• [TASK OBJECTIVE]: Go through the records and report each line in which the word "EditDraft" occurs.

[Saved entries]
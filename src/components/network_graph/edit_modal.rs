use leptos::prelude::*;

use super::state::EditorState;
use super::toolbar::options;
use super::types::{EditDraft, truncate_label};

const PREVIEW_MAX_CHARS: usize = 15;
const PREVIEW_KEEP_CHARS: usize = 12;
const FIELD: &str = "width: 100%; box-sizing: border-box; padding: 8px 12px; background: black; border: 1px solid #4b5563; color: white; font-family: inherit;";
const LABEL: &str = "display: block; font-size: 0.875rem; color: #9ca3af; margin-bottom: 8px;";

fn draft_field(
	state: RwSignal<EditorState>,
	read: fn(&EditDraft) -> String,
) -> impl Fn() -> String + Copy + Send + Sync + 'static {
	move || state.with(|s| s.editing.as_ref().map(read).unwrap_or_default())
}

/// Modal for editing a node's statement and type. Works on the draft held
/// in `EditorState::editing`; nothing reaches the graph until Save.
#[component]
pub fn EditModal(state: RwSignal<EditorState>) -> impl IntoView {
	let statement = draft_field(state, |d| d.statement.clone());
	let node_type = draft_field(state, |d| d.node_type.clone());
	let node_types = Memo::new(move |_| state.with(|s| s.graph.all_node_types()));
	let draft_type = Memo::new(move |_| node_type());

	let preview_style = move || {
		let ty = node_type();
		let color = state.with(|s| s.graph.node_color(&ty).to_string());
		format!(
			"width: 80px; height: 80px; border-radius: 50%; border: 2px solid #4b5563; display: flex; flex-direction: column; align-items: center; justify-content: center; font-size: 0.75rem; text-align: center; color: black; background-color: {color};",
		)
	};

	view! {
		<Show when=move || state.with(|s| s.editing.is_some())>
			<div
				class="network-graph-modal"
				style="position: absolute; inset: 0; background: rgba(0, 0, 0, 0.5); display: flex; align-items: center; justify-content: center; z-index: 50;"
			>
				<div style="background: black; border: 1px solid #4b5563; padding: 24px; max-width: 28rem; width: 100%; margin: 0 16px;">
					<h3 style="font-size: 1.125rem; font-weight: bold; margin: 0 0 16px;">"Edit Node"</h3>

					<label style=LABEL>"Statement:"</label>
					<textarea
						style=format!("{FIELD} height: 8rem; resize: none;")
						placeholder="Enter the statement or idea..."
						prop:value=statement
						on:input=move |ev| {
							let value = event_target_value(&ev);
							state.update(|s| {
								if let Some(draft) = s.editing.as_mut() {
									draft.statement = value;
								}
							});
						}
					/>
					<div style="font-size: 0.75rem; color: #6b7280; margin-top: 4px;">
						{move || format!("{} characters", statement().chars().count())}
					</div>

					<label style=format!("{LABEL} margin-top: 16px;")>"Type:"</label>
					<select
						style=FIELD
						on:change=move |ev| {
							let value = event_target_value(&ev);
							state.update(|s| {
								if let Some(draft) = s.editing.as_mut() {
									draft.node_type = value;
								}
							});
						}
					>
						{move || options(node_types.get(), draft_type.get())}
					</select>

					<div style="padding-top: 8px; margin-top: 16px;">
						<div style=LABEL>"Preview:"</div>
						<div style="display: flex; justify-content: center;">
							<div style=preview_style>
								<div style="font-weight: 600;">
									{move || truncate_label(&statement(), PREVIEW_MAX_CHARS, PREVIEW_KEEP_CHARS)}
								</div>
								<div>{move || format!("[{}]", node_type())}</div>
							</div>
						</div>
					</div>

					<div style="display: flex; gap: 8px; margin-top: 24px;">
						<button
							style="flex: 1; padding: 8px 16px; background: white; color: black; border: none; font-family: inherit;"
							on:click=move |_| state.update(EditorState::save_edit)
						>
							"Save"
						</button>
						<button
							style="flex: 1; padding: 8px 16px; background: black; color: white; border: 1px solid #4b5563; font-family: inherit;"
							on:click=move |_| state.update(EditorState::cancel_edit)
						>
							"Cancel"
						</button>
					</div>
				</div>
			</div>
		</Show>
	}
}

• [ANSWER FOR THIS EXERCISE]:
use super::types::{EditDraft, truncate_label};
	read: fn(&EditDraft) -> String,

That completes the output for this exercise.